> **DATASET EXCERPTS**
★ ★ ★
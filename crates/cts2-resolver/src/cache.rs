//! LRU cache of resolved membership sets.
//!
//! Only successful resolutions are stored. Evicted entries are recomputed on
//! demand; the resolution history keeps the identity of every resolution
//! independently of this cache.

use std::num::NonZeroUsize;
use std::sync::Arc;

use lru::LruCache;
use parking_lot::Mutex;

use crate::digest::ResolutionKey;
use crate::result::ResolvedValueSet;

/// Thread-safe LRU cache keyed by [`ResolutionKey`].
///
/// # Example
///
/// ```ignore
/// let cache = ResolutionCache::new(1024);
/// cache.insert(key.clone(), Arc::new(resolved));
/// assert!(cache.get(&key).is_some());
/// ```
pub struct ResolutionCache {
    inner: Mutex<LruCache<ResolutionKey, Arc<ResolvedValueSet>>>,
}

impl ResolutionCache {
    /// Creates a cache holding up to `capacity` sets (at least one).
    pub fn new(capacity: usize) -> Self {
        let capacity = NonZeroUsize::new(capacity).unwrap_or(NonZeroUsize::MIN);
        Self {
            inner: Mutex::new(LruCache::new(capacity)),
        }
    }

    /// Gets a set, promoting it to most-recently-used.
    pub fn get(&self, key: &ResolutionKey) -> Option<Arc<ResolvedValueSet>> {
        self.inner.lock().get(key).cloned()
    }

    /// Stores a set, evicting the least recently used one when full.
    pub fn insert(&self, key: ResolutionKey, resolved: Arc<ResolvedValueSet>) {
        if let Some((evicted, _)) = self.inner.lock().push(key, resolved) {
            log::trace!("evicted resolution {}", evicted);
        }
    }

    /// Checks for a key without affecting LRU order.
    pub fn contains(&self, key: &ResolutionKey) -> bool {
        self.inner.lock().contains(key)
    }

    /// Removes one set.
    pub fn remove(&self, key: &ResolutionKey) -> Option<Arc<ResolvedValueSet>> {
        self.inner.lock().pop(key)
    }

    /// Returns the number of cached sets.
    pub fn len(&self) -> usize {
        self.inner.lock().len()
    }

    /// Returns true if the cache is empty.
    pub fn is_empty(&self) -> bool {
        self.len() == 0
    }

    /// Returns the cache capacity.
    pub fn capacity(&self) -> usize {
        self.inner.lock().cap().get()
    }

    /// Clears all entries.
    pub fn clear(&self) {
        self.inner.lock().clear();
    }
}

#[cfg(test)]
mod tests {
    use super::*;
    use cts2_model::{NameAndUri, ResolutionOf, ResolvedValueSetHeader};

    fn key(name: &str) -> ResolutionKey {
        ResolutionKey::new(name, "e32e022f", ["GO-2019"])
    }

    fn resolved(name: &str) -> Arc<ResolvedValueSet> {
        Arc::new(ResolvedValueSet {
            header: ResolvedValueSetHeader {
                resolution_of: ResolutionOf {
                    value_set: NameAndUri::named(name),
                    value_set_definition: NameAndUri::named("e32e022f"),
                },
                resolved_using_code_systems: Vec::new(),
            },
            resolved_value_set_uri: key(name).resolution_uri("http://vs"),
            members: Vec::new(),
            membership_digest: String::new(),
            ordinal: 1,
        })
    }

    #[test]
    fn test_insert_and_get() {
        let cache = ResolutionCache::new(4);
        cache.insert(key("A"), resolved("A"));
        assert_eq!(cache.get(&key("A")), Some(resolved("A")));
        assert!(cache.get(&key("B")).is_none());
        assert_eq!(cache.len(), 1);
    }

    #[test]
    fn test_lru_eviction() {
        let cache = ResolutionCache::new(2);
        cache.insert(key("A"), resolved("A"));
        cache.insert(key("B"), resolved("B"));

        // Touch A so B is least recently used
        cache.get(&key("A"));
        cache.insert(key("C"), resolved("C"));

        assert!(cache.contains(&key("A")));
        assert!(!cache.contains(&key("B")));
        assert!(cache.contains(&key("C")));
    }

    #[test]
    fn test_zero_capacity_keeps_one() {
        let cache = ResolutionCache::new(0);
        assert_eq!(cache.capacity(), 1);
        cache.insert(key("A"), resolved("A"));
        cache.insert(key("B"), resolved("B"));
        assert_eq!(cache.len(), 1);
    }

    #[test]
    fn test_remove_and_clear() {
        let cache = ResolutionCache::new(4);
        cache.insert(key("A"), resolved("A"));
        cache.insert(key("B"), resolved("B"));
        assert!(cache.remove(&key("A")).is_some());
        assert_eq!(cache.len(), 1);
        cache.clear();
        assert!(cache.is_empty());
    }
}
★ ★ ★
An exact repeat of all the records is required.

filename crates/cts2-resolver/src/cache.rs
//! LRU cache of resolved membership sets.
//!
//! Only successful resolutions are stored. Evicted entries are recomputed on
//! demand; the resolution history keeps the identity of every resolution
//! independently of this cache.

use std::num::NonZeroUsize;
use std::sync::Arc;

use lru::LruCache;
use parking_lot::Mutex;

use crate::digest::ResolutionKey;
use crate::result::ResolvedValueSet;

/// Thread-safe LRU cache keyed by [`ResolutionKey`].
///
/// # Example
///
/// ```ignore
/// let cache = ResolutionCache::new(1024);
/// cache.insert(key.clone(), Arc::new(resolved));
/// assert!(cache.get(&key).is_some());
/// ```
pub struct ResolutionCache {
    inner: Mutex<LruCache<ResolutionKey, Arc<ResolvedValueSet>>>,
}

impl ResolutionCache {
    /// Creates a cache holding up to `capacity` sets (at least one).
    pub fn new(capacity: usize) -> Self {
        let capacity = NonZeroUsize::new(capacity).unwrap_or(NonZeroUsize::MIN);
        Self {
            inner: Mutex::new(LruCache::new(capacity)),
        }
    }

    /// Gets a set, promoting it to most-recently-used.
    pub fn get(&self, key: &ResolutionKey) -> Option<Arc<ResolvedValueSet>> {
        self.inner.lock().get(key).cloned()
    }

    /// Stores a set, evicting the least recently used one when full.
    pub fn insert(&self, key: ResolutionKey, resolved: Arc<ResolvedValueSet>) {
        if let Some((evicted, _)) = self.inner.lock().push(key, resolved) {
            log::trace!("evicted resolution {}", evicted);
        }
    }

    /// Checks for a key without affecting LRU order.
    pub fn contains(&self, key: &ResolutionKey) -> bool {
        self.inner.lock().contains(key)
    }

    /// Removes one set.
    pub fn remove(&self, key: &ResolutionKey) -> Option<Arc<ResolvedValueSet>> {
        self.inner.lock().pop(key)
    }

    /// Returns the number of cached sets.
    pub fn len(&self) -> usize {
        self.inner.lock().len()
    }

    /// Returns true if the cache is empty.
    pub fn is_empty(&self) -> bool {
        self.len() == 0
    }

    /// Returns the cache capacity.
    pub fn capacity(&self) -> usize {
        self.inner.lock().cap().get()
    }

    /// Clears all entries.
    pub fn clear(&self) {
        self.inner.lock().clear();
    }
}

#[cfg(test)]
mod tests {
    use super::*;
    use cts2_model::{NameAndUri, ResolutionOf, ResolvedValueSetHeader};

    fn key(name: &str) -> ResolutionKey {
        ResolutionKey::new(name, "e32e022f", ["GO-2019"])
    }

    fn resolved(name: &str) -> Arc<ResolvedValueSet> {
        Arc::new(ResolvedValueSet {
            header: ResolvedValueSetHeader {
                resolution_of: ResolutionOf {
                    value_set: NameAndUri::named(name),
                    value_set_definition: NameAndUri::named("e32e022f"),
                },
                resolved_using_code_systems: Vec::new(),
            },
            resolved_value_set_uri: key(name).resolution_uri("http://vs"),
            members: Vec::new(),
            membership_digest: String::new(),
            ordinal: 1,
        })
    }

    #[test]
    fn test_insert_and_get() {
        let cache = ResolutionCache::new(4);
        cache.insert(key("A"), resolved("A"));
        assert_eq!(cache.get(&key("A")), Some(resolved("A")));
        assert!(cache.get(&key("B")).is_none());
        assert_eq!(cache.len(), 1);
    }

    #[test]
    fn test_lru_eviction() {
        let cache = ResolutionCache::new(2);
        cache.insert(key("A"), resolved("A"));
        cache.insert(key("B"), resolved("B"));

        // Touch A so B is least recently used
        cache.get(&key("A"));
        cache.insert(key("C"), resolved("C"));

        assert!(cache.contains(&key("A")));
        assert!(!cache.contains(&key("B")));
        assert!(cache.contains(&key("C")));
    }

    #[test]
    fn test_zero_capacity_keeps_one() {
        let cache = ResolutionCache::new(0);
        assert_eq!(cache.capacity(), 1);
        cache.insert(key("A"), resolved("A"));
        cache.insert(key("B"), resolved("B"));
        assert_eq!(cache.len(), 1);
    }

    #[test]
    fn test_remove_and_clear() {
        let cache = ResolutionCache::new(4);
        cache.insert(key("A"), resolved("A"));
        cache.insert(key("B"), resolved("B"));
        assert!(cache.remove(&key("A")).is_some());
        assert_eq!(cache.len(), 1);
        cache.clear();
        assert!(cache.is_empty());
    }
}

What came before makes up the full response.